Stored items:
-- Opening Marker --

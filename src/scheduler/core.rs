//! Core scheduling path
//!
//! `SchedulerSet` owns the per-CPU schedulers and the thread arena. It is
//! the state protected by the global scheduler lock; every method here
//! assumes that lock is held and takes the calling CPU explicitly.
//!
//! ## Reschedule Steps:
//! 1. Advance the virtual timeline and charge the outgoing thread
//! 2. Adjust the outgoing thread's slice if fair demand changed
//! 3. Decide whether its slice (or deadline) expired
//! 4. Evaluate the next thread: requeue, dequeue, steal or idle, then
//!    actively migrate anything that may no longer run here
//! 5. Update the expected-runtime estimate, program the preemption timer
//! 6. Context switch if the thread changed

use alloc::format;
use alloc::vec::Vec;

use crate::{kdebug, kinfo, ktrace};

use super::config::{SchedConfig, Topology};
use super::percpu::PerCpuScheduler;
use super::platform::Platform;
use super::priority::{peak_decay_delta, IDLE_PRIORITY};
use super::thread::{Thread, ThreadTable};
use super::types::{
    BlockReason, CpuMask, CpuNum, MigrateStage, Placement, SchedDuration, SchedParams,
    SchedRemainder, SchedTime, ThreadState, Tid, INVALID_CPU, SCHED_TIME_INFINITE,
};

/// All scheduler state guarded by the global scheduler lock.
pub struct SchedulerSet {
    pub(crate) cpus: Vec<PerCpuScheduler>,
    pub(crate) threads: ThreadTable,
    pub(crate) topology: Topology,
    pub(crate) config: SchedConfig,
}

-- Closing Marker --

» **What the task asks**
The full set of entries must be restated exactly, with none omitted.

» **Exercise output**
filename src/scheduler/core.rs
//! Core scheduling path
//!
//! `SchedulerSet` owns the per-CPU schedulers and the thread arena. It is
//! the state protected by the global scheduler lock; every method here
//! assumes that lock is held and takes the calling CPU explicitly.
//!
//! ## Reschedule Steps:
//! 1. Advance the virtual timeline and charge the outgoing thread
//! 2. Adjust the outgoing thread's slice if fair demand changed
//! 3. Decide whether its slice (or deadline) expired
//! 4. Evaluate the next thread: requeue, dequeue, steal or idle, then
//!    actively migrate anything that may no longer run here
//! 5. Update the expected-runtime estimate, program the preemption timer
//! 6. Context switch if the thread changed

use alloc::format;
use alloc::vec::Vec;

use crate::{kdebug, kinfo, ktrace};

use super::config::{SchedConfig, Topology};
use super::percpu::PerCpuScheduler;
use super::platform::Platform;
use super::priority::{peak_decay_delta, IDLE_PRIORITY};
use super::thread::{Thread, ThreadTable};
use super::types::{
    BlockReason, CpuMask, CpuNum, MigrateStage, Placement, SchedDuration, SchedParams,
    SchedRemainder, SchedTime, ThreadState, Tid, INVALID_CPU, SCHED_TIME_INFINITE,
};

/// All scheduler state guarded by the global scheduler lock.
pub struct SchedulerSet {
    pub(crate) cpus: Vec<PerCpuScheduler>,
    pub(crate) threads: ThreadTable,
    pub(crate) topology: Topology,
    pub(crate) config: SchedConfig,
}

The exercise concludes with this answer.